**TO DO**
Which lines run from the one containing "pub trait ResourceDoguFetcher: Send" through the end of the entries? Restate them word for word, and only those.

Stored data entries
┏━━

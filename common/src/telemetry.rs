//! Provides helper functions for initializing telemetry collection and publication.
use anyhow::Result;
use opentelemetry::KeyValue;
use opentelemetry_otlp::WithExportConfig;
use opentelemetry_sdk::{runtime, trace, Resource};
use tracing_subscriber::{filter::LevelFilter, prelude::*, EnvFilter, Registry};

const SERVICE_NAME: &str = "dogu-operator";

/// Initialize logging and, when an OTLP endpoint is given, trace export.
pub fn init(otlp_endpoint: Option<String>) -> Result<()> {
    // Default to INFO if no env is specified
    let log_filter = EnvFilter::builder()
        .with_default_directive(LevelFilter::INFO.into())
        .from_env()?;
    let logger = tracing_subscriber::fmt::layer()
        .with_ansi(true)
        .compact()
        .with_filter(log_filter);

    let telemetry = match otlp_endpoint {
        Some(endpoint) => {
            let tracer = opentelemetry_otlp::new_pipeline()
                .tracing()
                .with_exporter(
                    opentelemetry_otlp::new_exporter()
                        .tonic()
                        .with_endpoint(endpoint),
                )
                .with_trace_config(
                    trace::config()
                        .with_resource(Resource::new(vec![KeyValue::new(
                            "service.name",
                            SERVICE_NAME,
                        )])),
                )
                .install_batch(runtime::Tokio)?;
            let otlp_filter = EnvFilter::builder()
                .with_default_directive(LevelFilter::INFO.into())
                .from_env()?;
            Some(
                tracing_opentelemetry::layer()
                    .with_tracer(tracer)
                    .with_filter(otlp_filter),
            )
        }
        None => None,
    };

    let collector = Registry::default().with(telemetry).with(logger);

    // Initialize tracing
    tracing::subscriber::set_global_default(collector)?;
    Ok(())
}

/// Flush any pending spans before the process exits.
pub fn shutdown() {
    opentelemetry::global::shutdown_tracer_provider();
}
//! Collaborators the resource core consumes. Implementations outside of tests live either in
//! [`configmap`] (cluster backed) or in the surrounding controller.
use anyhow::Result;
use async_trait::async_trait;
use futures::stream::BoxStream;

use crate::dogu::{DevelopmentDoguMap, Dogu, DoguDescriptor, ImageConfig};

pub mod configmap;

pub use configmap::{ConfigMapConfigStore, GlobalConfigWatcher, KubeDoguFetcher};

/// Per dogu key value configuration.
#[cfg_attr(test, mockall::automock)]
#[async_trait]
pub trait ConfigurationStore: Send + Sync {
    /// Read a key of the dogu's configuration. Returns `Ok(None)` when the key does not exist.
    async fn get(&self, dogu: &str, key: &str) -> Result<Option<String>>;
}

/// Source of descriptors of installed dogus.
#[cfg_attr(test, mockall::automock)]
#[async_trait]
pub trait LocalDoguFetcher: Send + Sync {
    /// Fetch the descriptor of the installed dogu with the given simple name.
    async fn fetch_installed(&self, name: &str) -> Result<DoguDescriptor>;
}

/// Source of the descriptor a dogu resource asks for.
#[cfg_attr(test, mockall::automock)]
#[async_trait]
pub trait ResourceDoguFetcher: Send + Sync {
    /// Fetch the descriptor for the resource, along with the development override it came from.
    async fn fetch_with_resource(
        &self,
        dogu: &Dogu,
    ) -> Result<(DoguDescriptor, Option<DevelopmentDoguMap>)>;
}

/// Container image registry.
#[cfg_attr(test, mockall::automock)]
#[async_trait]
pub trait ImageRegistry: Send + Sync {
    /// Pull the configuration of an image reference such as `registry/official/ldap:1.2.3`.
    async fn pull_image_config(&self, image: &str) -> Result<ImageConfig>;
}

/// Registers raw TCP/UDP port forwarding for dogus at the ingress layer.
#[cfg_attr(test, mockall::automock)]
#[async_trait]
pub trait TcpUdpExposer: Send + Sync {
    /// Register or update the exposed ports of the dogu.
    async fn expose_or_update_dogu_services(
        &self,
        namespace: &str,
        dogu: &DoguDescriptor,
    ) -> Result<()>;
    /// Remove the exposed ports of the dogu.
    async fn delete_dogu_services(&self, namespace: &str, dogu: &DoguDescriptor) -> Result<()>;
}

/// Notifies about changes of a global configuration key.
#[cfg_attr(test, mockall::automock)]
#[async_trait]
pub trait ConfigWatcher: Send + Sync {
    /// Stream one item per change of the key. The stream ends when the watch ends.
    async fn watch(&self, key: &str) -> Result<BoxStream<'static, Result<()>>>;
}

┗━━

**RESPONSE BELOW**
pub trait ResourceDoguFetcher: Send + Sync {
    /// Fetch the descriptor for the resource, along with the development override it came from.
    async fn fetch_with_resource(
        &self,
        dogu: &Dogu,
    ) -> Result<(DoguDescriptor, Option<DevelopmentDoguMap>)>;
}

/// Container image registry.
#[cfg_attr(test, mockall::automock)]
#[async_trait]
pub trait ImageRegistry: Send + Sync {
    /// Pull the configuration of an image reference such as `registry/official/ldap:1.2.3`.
    async fn pull_image_config(&self, image: &str) -> Result<ImageConfig>;
}

/// Registers raw TCP/UDP port forwarding for dogus at the ingress layer.
#[cfg_attr(test, mockall::automock)]
#[async_trait]
pub trait TcpUdpExposer: Send + Sync {
    /// Register or update the exposed ports of the dogu.
    async fn expose_or_update_dogu_services(
        &self,
        namespace: &str,
        dogu: &DoguDescriptor,
    ) -> Result<()>;
    /// Remove the exposed ports of the dogu.
    async fn delete_dogu_services(&self, namespace: &str, dogu: &DoguDescriptor) -> Result<()>;
}

/// Notifies about changes of a global configuration key.
#[cfg_attr(test, mockall::automock)]
#[async_trait]
pub trait ConfigWatcher: Send + Sync {
    /// Stream one item per change of the key. The stream ends when the watch ends.
    async fn watch(&self, key: &str) -> Result<BoxStream<'static, Result<()>>>;
}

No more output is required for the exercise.